Kerajaan Kutai sebenarnya bernama Martapura yang merujuk pada kitab Salasilah Kutai. Kerajaan ini pertama kali dicetuskan oleh Aji Batara Agung Dewa Sakti dan didirikan oleh Raja Aswawarman, putra dari Kudungga.

Kudungga merupakan kepala suku daerah setempat. Hal ini dapat dilihat dari namanya yang mirip dengan penamaan Bugis, yakni “Kadungga”. Setelah mendapat pengaruh dari Hindu India, Kudungga mencoba untuk mengubah struktur pemerintahan daerah tersebut menjadi Kerajaan, yang selanjutnya didirikan oleh Raja Aswawarman.

Dengan demikian, Raja Aswawarman, yang bergelar “wangsakerta” atau pembentuk keluarga, dikenal sebagai pendiri Kerajaan Kutai Martapura sekaligus pendiri dinasti kerajaan. Pada masa itu, keluarga kerajaan terbatas pada mereka yang telah sepenuhnya menyerap kebudayaan Hindu dari India.

Masa Kejayaan Kerajaan Kutai

Menurut prasasti yupa, Kerajaan Kutai Martapura mencapai masa kejayaanya pada saat masa pemerintahan Raja Mulawarman, putra dari Raja Aswawarman. Dalam prasasti tersebut, diceritakan bahwa Raja Mulawarman adalah penguasa yang sangat dermawan karena telah menyumbangkan hadiah berupa minyak, lampu dan 20.000 ekor lembu untuk para brahmana.

Raja Mulawarman sangat dihormati dan bahkan kerap kali disamakan dengan Dewa Matahari, karena dikenal sebagai penguasa yang dekat dengan seluruh golongan kasta, yakni Brahmana, Ksatria, Weisya, dan Sudra. Atas kebaikan Raja Mulawarman, para Brahmana mendirikan prasasti yupa sebagai ungkapan terima kasih.
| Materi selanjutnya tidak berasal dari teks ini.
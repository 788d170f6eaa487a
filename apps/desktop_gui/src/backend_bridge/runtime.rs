//! Runtime bridge between UI command queue and backend event intake.

use std::{sync::Arc, thread};

use client_core::{config::Settings, MatchmakingApi, MatchmakingClient};
use crossbeam_channel::{Receiver, Sender};

use crate::backend_bridge::commands::BackendCommand;
use crate::controller::events::{UiError, UiErrorContext, UiEvent};

pub fn launch(settings: Settings, cmd_rx: Receiver<BackendCommand>, ui_tx: Sender<UiEvent>) {
    thread::spawn(move || {
        let client = match MatchmakingClient::with_timeout(
            &settings.server_url,
            settings.request_timeout(),
        ) {
            Ok(client) => client,
            Err(err) => {
                tracing::error!("failed to configure matching service client: {err}");
                let _ = ui_tx.try_send(UiEvent::Error(UiError::from_message(
                    UiErrorContext::BackendStartup,
                    format!("backend worker startup failure: {err}"),
                )));
                return;
            }
        };
        let _ = ui_tx.try_send(UiEvent::Info(format!(
            "Matching service: {}",
            client.base_url()
        )));
        run_worker(Arc::new(client), cmd_rx, ui_tx);
    });
}

/// Processes commands one at a time until the UI side hangs up.
pub fn run_worker(
    api: Arc<dyn MatchmakingApi>,
    cmd_rx: Receiver<BackendCommand>,
    ui_tx: Sender<UiEvent>,
) {
    let runtime = match tokio::runtime::Builder::new_multi_thread()
        .enable_all()
        .build()
    {
        Ok(runtime) => runtime,
        Err(err) => {
            tracing::error!("failed to build backend runtime: {err}");
            let _ = ui_tx.try_send(UiEvent::Error(UiError::from_message(
                UiErrorContext::BackendStartup,
                format!("backend worker startup failure: failed to build runtime: {err}"),
            )));
            return;
        }
    };

    for cmd in cmd_rx.iter() {
        tracing::debug!(command = cmd.name(), "backend worker handling command");
        let event = runtime.block_on(async {
            match cmd {
                BackendCommand::AddParticipant { details } => {
                    UiEvent::SubmissionFinished(api.add_participant(&details).await)
                }
                BackendCommand::LeaveQueue => match api.remove_participant().await {
                    Ok(ack) => UiEvent::LeftQueue(ack),
                    Err(err) => UiEvent::Error(UiError::from_client_error(
                        UiErrorContext::LeaveQueue,
                        &err,
                    )),
                },
            }
        });
        if ui_tx.send(event).is_err() {
            tracing::debug!("ui event receiver dropped; stopping backend worker");
            break;
        }
    }
}
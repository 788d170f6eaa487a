//! Controller layer: UI events and command orchestration.

pub mod events;
pub mod orchestration;
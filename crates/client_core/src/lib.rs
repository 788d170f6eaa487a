use std::time::Duration;

use async_trait::async_trait;
use reqwest::Client;
use serde_json::Value;
use shared::protocol::{
    AddParticipantRequest, FormDetails, ADD_PARTICIPANT_PATH, REMOVE_PARTICIPANT_PATH,
};
use tracing::{info, warn};
use url::Url;

pub mod config;
pub mod controller;
pub mod draft;
pub mod error;
pub mod validation;

pub use controller::{FormController, FormPhase, SubmissionResult, SUCCESS_MESSAGE};
pub use draft::{parse_cutoff, DraftField, FieldChange, FieldInput, SubmissionDraft};
pub use error::ClientError;
pub use validation::validate;

/// What the matching service said about an accepted request.
#[derive(Debug, Clone, PartialEq)]
pub enum SubmitOutcome {
    /// The service answered with a body other than `null`.
    Confirmed(Value),
    /// The service answered 2xx with a JSON `null` body.
    Unconfirmed,
}

impl SubmitOutcome {
    pub fn from_body(body: &str) -> Self {
        let trimmed = body.trim();
        if trimmed.is_empty() {
            return SubmitOutcome::Confirmed(Value::String(String::new()));
        }
        match serde_json::from_str::<Value>(trimmed) {
            Ok(Value::Null) => SubmitOutcome::Unconfirmed,
            Ok(value) => SubmitOutcome::Confirmed(value),
            Err(_) => SubmitOutcome::Confirmed(Value::String(trimmed.to_string())),
        }
    }

    pub fn is_confirmed(&self) -> bool {
        matches!(self, SubmitOutcome::Confirmed(_))
    }
}

#[async_trait]
pub trait MatchmakingApi: Send + Sync {
    async fn add_participant(&self, details: &FormDetails) -> Result<SubmitOutcome, ClientError>;
    /// Takes the signed-in participant out of the matching queue.
    async fn remove_participant(&self) -> Result<String, ClientError>;
}

pub struct MatchmakingClient {
    http: Client,
    base_url: Url,
}

impl MatchmakingClient {
    pub fn new(server_url: &str) -> Result<Self, ClientError> {
        Self::with_http_client(server_url, Client::new())
    }

    pub fn with_timeout(server_url: &str, timeout: Option<Duration>) -> Result<Self, ClientError> {
        let mut builder = Client::builder();
        if let Some(timeout) = timeout {
            builder = builder.timeout(timeout);
        }
        Self::with_http_client(server_url, builder.build()?)
    }

    pub fn with_http_client(server_url: &str, http: Client) -> Result<Self, ClientError> {
        Ok(Self {
            http,
            base_url: normalize_base_url(server_url)?,
        })
    }

    pub fn base_url(&self) -> &Url {
        &self.base_url
    }

    pub fn endpoint(&self, path: &str) -> Result<Url, ClientError> {
        self.base_url
            .join(path)
            .map_err(|source| ClientError::InvalidServerUrl {
                url: format!("{}{path}", self.base_url),
                source,
            })
    }

    async fn post_for_text(
        &self,
        request: reqwest::RequestBuilder,
        path: &str,
    ) -> Result<String, ClientError> {
        let response = request.send().await?;
        let status = response.status();
        let body = response.text().await?;
        if !status.is_success() {
            warn!(path, %status, "matching service rejected request");
            return Err(ClientError::Status { status, body });
        }
        Ok(body)
    }
}

#[async_trait]
impl MatchmakingApi for MatchmakingClient {
    async fn add_participant(&self, details: &FormDetails) -> Result<SubmitOutcome, ClientError> {
        let url = self.endpoint(ADD_PARTICIPANT_PATH)?;
        info!(
            %url,
            duration = details.duration.minutes(),
            match_preference = %details.match_preference,
            "submitting participant"
        );
        let request = self.http.post(url).json(&AddParticipantRequest {
            form_details: details.clone(),
        });
        let body = self.post_for_text(request, ADD_PARTICIPANT_PATH).await?;
        let outcome = SubmitOutcome::from_body(&body);
        info!(confirmed = outcome.is_confirmed(), "participant submitted");
        Ok(outcome)
    }

    async fn remove_participant(&self) -> Result<String, ClientError> {
        let url = self.endpoint(REMOVE_PARTICIPANT_PATH)?;
        info!(%url, "leaving matching queue");
        let body = self
            .post_for_text(self.http.post(url), REMOVE_PARTICIPANT_PATH)
            .await?;
        Ok(body.trim().to_string())
    }
}

/// Parses `server_url` and makes sure relative joins keep its full path.
fn normalize_base_url(server_url: &str) -> Result<Url, ClientError> {
    let trimmed = server_url.trim();
    let with_slash = if trimmed.ends_with('/') {
        trimmed.to_string()
    } else {
        format!("{trimmed}/")
    };
    Url::parse(&with_slash).map_err(|source| ClientError::InvalidServerUrl {
        url: server_url.to_string(),
        source,
    })
}

#[cfg(test)]
#[path = "tests/lib_tests.rs"]
mod tests;
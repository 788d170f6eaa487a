//! Bridge between the UI thread and the async matching-service client.

pub mod commands;
pub mod runtime;
use reqwest::StatusCode;
use shared::error::ValidationError;
use thiserror::Error;

#[derive(Debug, Error)]
pub enum ClientError {
    #[error(transparent)]
    Validation(#[from] ValidationError),
    #[error("invalid server url {url:?}: {source}")]
    InvalidServerUrl {
        url: String,
        source: url::ParseError,
    },
    #[error("request to matching service failed: {0}")]
    Transport(#[from] reqwest::Error),
    #[error("matching service returned {status}: {body}")]
    Status { status: StatusCode, body: String },
    #[error("this form has already been submitted")]
    AlreadySubmitted,
    #[error("choose a role and product area before setting a match preference")]
    MatchPreferenceLocked,
}

impl ClientError {
    /// Validation failures are fixed by editing the form; everything else is not.
    pub fn is_validation(&self) -> bool {
        matches!(self, ClientError::Validation(_))
    }
}
use std::{
    fs,
    path::{Path, PathBuf},
    time::Duration,
};

use serde::Deserialize;
use tracing::{debug, warn};

pub const CONFIG_FILE_NAME: &str = "adlib.toml";

#[derive(Debug, Clone, PartialEq, Eq)]
pub struct Settings {
    pub server_url: String,
    pub request_timeout_seconds: Option<u64>,
}

impl Default for Settings {
    fn default() -> Self {
        Self {
            server_url: "http://127.0.0.1:8080".into(),
            request_timeout_seconds: None,
        }
    }
}

impl Settings {
    pub fn request_timeout(&self) -> Option<Duration> {
        self.request_timeout_seconds.map(Duration::from_secs)
    }

    fn set_request_timeout(&mut self, seconds: u64) {
        // 0 disables the timeout, same as leaving it unset.
        self.request_timeout_seconds = (seconds > 0).then_some(seconds);
    }

    /// Layers file values over the defaults, then environment values over both.
    pub fn from_sources(file: Option<&str>, env: impl Fn(&str) -> Option<String>) -> Self {
        let mut settings = Settings::default();

        if let Some(raw) = file {
            match toml::from_str::<FileSettings>(raw) {
                Ok(file_cfg) => {
                    if let Some(v) = file_cfg.server_url {
                        settings.server_url = v;
                    }
                    if let Some(v) = file_cfg.request_timeout_seconds {
                        settings.set_request_timeout(v);
                    }
                }
                Err(err) => warn!("ignoring malformed {CONFIG_FILE_NAME}: {err}"),
            }
        }

        if let Some(v) = env("ADLIB_SERVER_URL") {
            settings.server_url = v;
        }
        if let Some(v) = env("APP__SERVER_URL") {
            settings.server_url = v;
        }

        if let Some(v) = env("APP__REQUEST_TIMEOUT_SECONDS") {
            match v.parse::<u64>() {
                Ok(parsed) => settings.set_request_timeout(parsed),
                Err(_) => warn!(value = %v, "ignoring non-numeric APP__REQUEST_TIMEOUT_SECONDS"),
            }
        }

        settings
    }
}

#[derive(Debug, Default, Deserialize)]
struct FileSettings {
    server_url: Option<String>,
    request_timeout_seconds: Option<u64>,
}

/// `adlib.toml` in the working directory wins over the per-user config dir.
pub fn default_config_path() -> Option<PathBuf> {
    let local = PathBuf::from(CONFIG_FILE_NAME);
    if local.exists() {
        return Some(local);
    }
    dirs::config_dir()
        .map(|dir| dir.join("adlib").join(CONFIG_FILE_NAME))
        .filter(|path| path.exists())
}

pub fn load_settings(explicit_path: Option<&Path>) -> Settings {
    let path = explicit_path
        .map(Path::to_path_buf)
        .or_else(default_config_path);
    let raw = path.as_ref().and_then(|path| match fs::read_to_string(path) {
        Ok(raw) => {
            debug!(path = %path.display(), "loaded settings file");
            Some(raw)
        }
        Err(err) => {
            warn!(path = %path.display(), "could not read settings file: {err}");
            None
        }
    });

    Settings::from_sources(raw.as_deref(), |key| std::env::var(key).ok())
}
//! UI layer for desktop GUI: app shell and form widgets.

pub mod app;
pub mod widgets;

pub use app::AdlibApp;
Kedermawanan Raja Mulawarman menjadi tolak ukur kejayaan Kerajaan Kutai Martapura. Hal ini dapat dilihat dari jumlah donasi yang diberikan oleh Raja Mulawarman kepada para Brahmana yang dapat dikatakan fantastis. Pendirian prasasti yupa juga menjadi penanda keberhasilan Raja Mulawarman dalam memimpin Kerajaan Kutai Martapura.

Keruntuhan Kerajaan Kutai

Kerajaan Kutai Martapura mengalami keruntuhan setelah terjadinya pergeseran politik di Jawa pada abad ke-4 Masehi. Kedatangan perantau dari Pulau Jawa ke wilayah Kutai menimbulkan perpecahan.

Pada abad ke-13, Kerajaan Kutai Martapura di bawah kepemimpinan Raja Dharma mendapat serangan dari Kerajaan Kutai Kartanegara yang dipimpin oleh Raja Pangeran Sinom Panji Mendapa. Pertempuran ini kemudian dimenangkan oleh Kerajaan Kutai Kartanegara.

Keruntuhan Kerajaan Kutai Martapura menyebabkan seluruh wilayah kekuasaannya jatuh ke tangan Kerajaan Kutai Kartanegara. Peristiwa ini juga menyebabkan perubahan nama kerajaan tersebut menjadi Kutai Kartanegara ing Martadipura.